Di conseguenza quello che conta è la vera conversione al Signore e non già la pretesa che egli scenda a patti con noi o che si disponga ad agire secondo i nostri interessi; piuttosto che condannare il padrone della vigna per il suo atteggiamento si deve optare per il cambiamento radicale di noi stessi, per la comunione vera con il Signore e per l'esercizio della carità vera e schietta.

A tutti gli uomini, ma specialmente a coloro che presumono di aver raggiunto uno stato di perfezione definitiva in rapporto a Dio e al prossimo, il Signore rivolge ancora una volta il monito a rifuggire l'insulsa recriminazione e a lavorare nella sua vigna con buona volontà e soprattutto secondo trasparenza e coerenza, omettendo la falsità e l'ipocrisia di chi promette di lavorare nella vigna per poi andare chissà dove.
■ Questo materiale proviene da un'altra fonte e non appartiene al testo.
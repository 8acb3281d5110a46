use containers::{Block, RawBlock};
use fork_choice::{ConsensusOracle, PrevotedHeightOracle};
use libp2p_identity::PeerId;
use metrics::SharedMetrics;
/// Synchronizer coordinating block synchronization.
///
/// The Synchronizer is the entry point for every block that does not simply extend
/// the local tip. It:
/// 1. Reconciles the temporary block table once at startup (StartupRecovery)
/// 2. Picks the first registered Mechanism that applies to a received block
/// 3. Runs it under the RunGuard so that at most one sync happens at a time
/// 4. Loads pending transactions from the network when the node comes online
use std::sync::Arc;
use tokio::sync::OnceCell;
use tracing::{debug, error, info, warn};

use crate::{
    config::SyncConfig,
    error::SyncError,
    mechanism::{Mechanism, MechanismDefinition},
    recovery::{RecoveryOutcome, StartupRecovery},
    schema::ValidationErrors,
    states::RunGuard,
    transactions::{fetch_pending_transactions, PendingTransactionsReport},
    types::{ChainDataAccess, NetworkChannel, Processor, TransactionPool},
};

enum MechanismEntry {
    Static(Arc<dyn Mechanism>),
    Definition(MechanismDefinition),
}

/// Wires collaborators and the ordered mechanism list into a [`Synchronizer`].
pub struct SynchronizerBuilder {
    processor: Arc<dyn Processor>,
    chain: Arc<dyn ChainDataAccess>,
    channel: Arc<dyn NetworkChannel>,
    pool: Arc<dyn TransactionPool>,
    oracle: Arc<dyn ConsensusOracle>,
    config: SyncConfig,
    metrics: Option<SharedMetrics>,
    mechanisms: Vec<MechanismEntry>,
}

impl SynchronizerBuilder {
    pub fn new(
        processor: Arc<dyn Processor>,
        chain: Arc<dyn ChainDataAccess>,
        channel: Arc<dyn NetworkChannel>,
        pool: Arc<dyn TransactionPool>,
    ) -> Self {
        Self {
            processor,
            chain,
            channel,
            pool,
            oracle: Arc::new(PrevotedHeightOracle),
            config: SyncConfig::default(),
            metrics: None,
            mechanisms: Vec::new(),
        }
    }

    /// Replace the default [`PrevotedHeightOracle`].
    pub fn oracle(mut self, oracle: Arc<dyn ConsensusOracle>) -> Self {
        self.oracle = oracle;
        self
    }

    pub fn config(mut self, config: SyncConfig) -> Self {
        self.config = config;
        self
    }

    pub fn metrics(mut self, metrics: SharedMetrics) -> Self {
        self.metrics = Some(metrics);
        self
    }

    /// Register a mechanism. Registration order is selection order.
    pub fn mechanism(mut self, mechanism: Arc<dyn Mechanism>) -> Self {
        self.mechanisms.push(MechanismEntry::Static(mechanism));
        self
    }

    /// Register a runtime-assembled mechanism, checked by [`Self::build`].
    pub fn mechanism_definition(mut self, definition: MechanismDefinition) -> Self {
        self.mechanisms.push(MechanismEntry::Definition(definition));
        self
    }

    pub fn build(self) -> Result<Synchronizer, SyncError> {
        let mut mechanisms: Vec<Arc<dyn Mechanism>> = Vec::with_capacity(self.mechanisms.len());
        for entry in self.mechanisms {
            match entry {
                MechanismEntry::Static(mechanism) => mechanisms.push(mechanism),
                MechanismEntry::Definition(definition) => {
                    mechanisms.push(Arc::new(definition.build()?))
                }
            }
        }

        let names: Vec<&str> = mechanisms.iter().map(|m| m.name()).collect();
        debug!(mechanisms = ?names, "Synchronizer built");

        Ok(Synchronizer {
            processor: self.processor,
            chain: self.chain,
            channel: self.channel,
            pool: self.pool,
            oracle: self.oracle,
            config: self.config,
            metrics: self.metrics,
            mechanisms,
            guard: RunGuard::new(),
            recovered: OnceCell::new(),
        })
    }
}

pub struct Synchronizer {
    processor: Arc<dyn Processor>,
    chain: Arc<dyn ChainDataAccess>,
    channel: Arc<dyn NetworkChannel>,
    pool: Arc<dyn TransactionPool>,
    oracle: Arc<dyn ConsensusOracle>,
    config: SyncConfig,
    metrics: Option<SharedMetrics>,
    mechanisms: Vec<Arc<dyn Mechanism>>,
    guard: RunGuard,
    recovered: OnceCell<()>,
}

impl Synchronizer {
    /// Startup hook. Reconciles the temporary block table, at most once.
    ///
    /// Recovery failures are logged and swallowed: the node keeps running on its
    /// current canonical chain. Concurrent callers wait for the same recovery. If the
    /// future is dropped before recovery completes, the next `init` starts it again.
    pub async fn init(&self) {
        if self.recovered.initialized() {
            debug!("Synchronizer already initialized");
            return;
        }

        self.recovered.get_or_init(|| self.recover()).await;
    }

    async fn recover(&self) {
        let recovery = StartupRecovery::new(
            self.processor.as_ref(),
            self.chain.as_ref(),
            self.oracle.as_ref(),
        )
        .with_metrics(self.metrics.as_deref());

        match recovery.run().await {
            Ok(RecoveryOutcome::Empty) => {}
            Ok(outcome) => debug!(?outcome, "Startup recovery finished"),
            Err(err) => error!(
                error = %err,
                cause = ?err,
                "Failed to restore blocks from temp table upon startup"
            ),
        }
    }

    /// Synchronize with `peer_id` after it sent `block`.
    ///
    /// Rejected immediately if another run is in progress. Returns `Ok(())` when no
    /// mechanism applies to the block.
    pub async fn run(&self, block: Option<RawBlock>, peer_id: PeerId) -> Result<(), SyncError> {
        if !self.recovered.initialized() {
            return Err(SyncError::NotInitialized);
        }

        let Some(_permit) = self.guard.try_acquire() else {
            warn!(peer = %peer_id, "Synchronizer is already running, rejecting run");
            if let Some(metrics) = &self.metrics {
                metrics.inc_sync_run_rejected();
            }
            return Err(SyncError::AlreadyRunning);
        };

        let raw = block.ok_or(SyncError::MissingBlock)?;
        self.synchronize(&raw, &peer_id).await
    }

    async fn synchronize(&self, raw: &RawBlock, peer_id: &PeerId) -> Result<(), SyncError> {
        let block = self.processor.deserialize(raw).await.map_err(|err| {
            SyncError::InvalidBlock(ValidationErrors::single(
                "",
                format!("should be a decodable block: {err:#}"),
            ))
        })?;

        info!(
            height = block.height().0,
            id = %block.id(),
            peer = %peer_id,
            "Starting synchronizer"
        );

        self.processor
            .validate(&block)
            .await
            .map_err(SyncError::InvalidBlock)?;

        let Some(mechanism) = self.select_mechanism(&block).await? else {
            info!(
                height = block.height().0,
                id = %block.id(),
                "Syncing mechanism could not be determined for the given block"
            );
            return Ok(());
        };

        info!(mechanism = mechanism.name(), "Triggering mechanism");

        let result = mechanism.run(&block, peer_id).await;
        if let Some(metrics) = &self.metrics {
            let label = if result.is_ok() { "success" } else { "failure" };
            metrics.inc_sync_run(mechanism.name(), label);
        }
        result?;

        match self.chain.get_last_block().await {
            Ok(tip) => info!(
                last_block_height = tip.height().0,
                last_block_id = %tip.id(),
                mechanism = mechanism.name(),
                "Synchronization finished"
            ),
            Err(err) => warn!(
                error = %err,
                mechanism = mechanism.name(),
                "Synchronization finished but the new tip could not be read"
            ),
        }

        Ok(())
    }

    async fn select_mechanism(&self, block: &Block) -> Result<Option<Arc<dyn Mechanism>>, SyncError> {
        for mechanism in &self.mechanisms {
            if mechanism.is_valid_for(block).await? {
                return Ok(Some(Arc::clone(mechanism)));
            }
        }
        Ok(None)
    }

    pub fn is_active(&self) -> bool {
        self.guard.is_active()
    }

    /// Registered mechanisms in selection order.
    pub fn mechanism_names(&self) -> Vec<&str> {
        self.mechanisms.iter().map(|m| m.name()).collect()
    }

    pub fn config(&self) -> &SyncConfig {
        &self.config
    }

    /// Fetch pending transactions from `peer_id`, or from a peer the channel picks.
    pub async fn load_unconfirmed_transactions(
        &self,
        peer_id: Option<PeerId>,
    ) -> Result<PendingTransactionsReport, SyncError> {
        fetch_pending_transactions(
            self.channel.as_ref(),
            self.pool.as_ref(),
            &self.config.transactions_procedure,
            peer_id.as_ref(),
            self.metrics.as_deref(),
        )
        .await
    }

    /// Network ready hook. Failures are logged, the node carries on without them.
    pub async fn on_network_ready(&self) {
        if let Err(err) = self.load_unconfirmed_transactions(None).await {
            error!(error = %err, "Failed to load unconfirmed transactions from the network");
        }
    }
}
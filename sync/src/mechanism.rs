/// Synchronization mechanisms.
///
/// A mechanism is one strategy for reconciling the local chain with a peer after a
/// block arrives. The synchronizer asks each registered mechanism, in order, whether
/// it applies to the block and runs the first one that does.
use anyhow::Result;
use async_trait::async_trait;
use containers::Block;
use futures::future::{BoxFuture, FutureExt};
use libp2p_identity::PeerId;
use std::fmt;
use std::future::Future;
use std::sync::Arc;

use crate::error::SyncError;

#[async_trait]
pub trait Mechanism: Send + Sync {
    /// Name used in logs and metric labels.
    fn name(&self) -> &str {
        short_type_name(std::any::type_name::<Self>())
    }

    /// Whether this mechanism should handle `block`.
    ///
    /// May query local state. Called for candidates that end up not being selected,
    /// so it must not mutate anything.
    async fn is_valid_for(&self, block: &Block) -> Result<bool>;

    /// Reconcile the local chain using `peer_id`, the peer that sent `block`.
    async fn run(&self, block: &Block, peer_id: &PeerId) -> Result<()>;
}

fn short_type_name(full: &str) -> &str {
    let base = full.split('<').next().unwrap_or(full);
    base.rsplit("::").next().unwrap_or(base)
}

pub type IsValidForFn = Arc<dyn Fn(Block) -> BoxFuture<'static, Result<bool>> + Send + Sync>;
pub type RunFn = Arc<dyn Fn(Block, PeerId) -> BoxFuture<'static, Result<()>> + Send + Sync>;

/// A mechanism assembled at runtime from configuration rather than a concrete type.
///
/// Both operations are optional while the definition is being put together.
/// [`MechanismDefinition::build`] refuses incomplete definitions, so a
/// [`DynamicMechanism`] always has both.
#[derive(Clone)]
pub struct MechanismDefinition {
    name: String,
    is_valid_for: Option<IsValidForFn>,
    run: Option<RunFn>,
}

impl MechanismDefinition {
    pub fn new(name: impl Into<String>) -> Self {
        Self {
            name: name.into(),
            is_valid_for: None,
            run: None,
        }
    }

    pub fn name(&self) -> &str {
        &self.name
    }

    pub fn with_is_valid_for<F, Fut>(mut self, is_valid_for: F) -> Self
    where
        F: Fn(Block) -> Fut + Send + Sync + 'static,
        Fut: Future<Output = Result<bool>> + Send + 'static,
    {
        self.is_valid_for = Some(Arc::new(move |block| is_valid_for(block).boxed()));
        self
    }

    pub fn with_run<F, Fut>(mut self, run: F) -> Self
    where
        F: Fn(Block, PeerId) -> Fut + Send + Sync + 'static,
        Fut: Future<Output = Result<()>> + Send + 'static,
    {
        self.run = Some(Arc::new(move |block, peer_id| run(block, peer_id).boxed()));
        self
    }

    /// Check the definition implements the whole mechanism contract.
    pub fn build(self) -> Result<DynamicMechanism, SyncError> {
        let Some(is_valid_for) = self.is_valid_for else {
            return Err(SyncError::MechanismContract {
                mechanism: self.name,
                operation: "isValidFor",
            });
        };
        let Some(run) = self.run else {
            return Err(SyncError::MechanismContract {
                mechanism: self.name,
                operation: "run",
            });
        };

        Ok(DynamicMechanism {
            name: self.name,
            is_valid_for,
            run,
        })
    }
}

impl fmt::Debug for MechanismDefinition {
    fn fmt(&self, f: &mut fmt::Formatter<'_>) -> fmt::Result {
        f.debug_struct("MechanismDefinition")
            .field("name", &self.name)
            .field("is_valid_for", &self.is_valid_for.is_some())
            .field("run", &self.run.is_some())
            .finish()
    }
}

/// A complete, runtime-assembled mechanism.
pub struct DynamicMechanism {
    name: String,
    is_valid_for: IsValidForFn,
    run: RunFn,
}

#[async_trait]
impl Mechanism for DynamicMechanism {
    fn name(&self) -> &str {
        &self.name
    }

    async fn is_valid_for(&self, block: &Block) -> Result<bool> {
        (self.is_valid_for)(block.clone()).await
    }

    async fn run(&self, block: &Block, peer_id: &PeerId) -> Result<()> {
        (self.run)(block.clone(), *peer_id).await
    }
}

#[cfg(test)]
mod tests {
    use super::*;
    use containers::{Bytes32, Height};

    fn block() -> Block {
        Block::new(Height(1), Bytes32::ZERO, 2, 0, Height(0), vec![])
    }

    struct NamedMechanism;

    #[async_trait]
    impl Mechanism for NamedMechanism {
        async fn is_valid_for(&self, _block: &Block) -> Result<bool> {
            Ok(false)
        }

        async fn run(&self, _block: &Block, _peer_id: &PeerId) -> Result<()> {
            Ok(())
        }
    }

    #[test]
    fn test_default_name_is_type_name() {
        assert_eq!(NamedMechanism.name(), "NamedMechanism");
        assert_eq!(short_type_name("a::b::Outer<c::Inner>"), "Outer");
    }

    #[test]
    fn test_build_requires_is_valid_for() {
        let err = MechanismDefinition::new("partial")
            .with_run(|_, _| async { Ok(()) })
            .build()
            .err()
            .unwrap();

        assert!(matches!(
            err,
            SyncError::MechanismContract {
                operation: "isValidFor",
                ..
            }
        ));
        assert_eq!(
            err.to_string(),
            "Mechanism Object should implement \"isValidFor\" method"
        );
    }

    #[test]
    fn test_build_requires_run() {
        let err = MechanismDefinition::new("partial")
            .with_is_valid_for(|_| async { Ok(true) })
            .build()
            .err()
            .unwrap();

        assert!(matches!(err, SyncError::MechanismContract { operation: "run", .. }));
        assert_eq!(err.to_string(), "Mechanism Object should implement \"run\" method");
    }

    #[tokio::test]
    async fn test_dynamic_mechanism_delegates_to_closures() {
        let mechanism = MechanismDefinition::new("configured")
            .with_is_valid_for(|block: Block| async move { Ok(block.height() == Height(1)) })
            .with_run(|_, _| async { anyhow::bail!("peer went away") })
            .build()
            .unwrap();

        assert_eq!(mechanism.name(), "configured");
        assert!(mechanism.is_valid_for(&block()).await.unwrap());
        let err = mechanism.run(&block(), &PeerId::random()).await.unwrap_err();
        assert_eq!(err.to_string(), "peer went away");
    }
}
pub mod block;
pub mod height;
pub mod serde_helpers;
pub mod transaction;
pub mod types;

pub use block::{Block, BlockHeader, RawBlock, TempBlock};
pub use height::Height;
pub use transaction::Transaction;
pub use types::{BlockId, Bytes32, TransactionId};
E' più meritevole chi dice di non andare ma poi pentito va (senza neppure informare il padrone) che non chi parte dalla buona intenzione di lavorare nella vigna con impegno per poi smentirsi in un secondo momento. Nel primo caso assistiamo ad un esempio di edificante generosità e trasparenza sai pure tardiva, nel secondo ad una falsità e dabbenaggine ridicola e meschina che non può corrispondere alle prerogative effettivamente cristiane. Occorre pertanto che ci atteggiamo a lavorare per il Signore in modo da non meritare che altri (appunto prostitute e peccatori) ci sorpassino nell'obiettivo del Regno dei Cieli.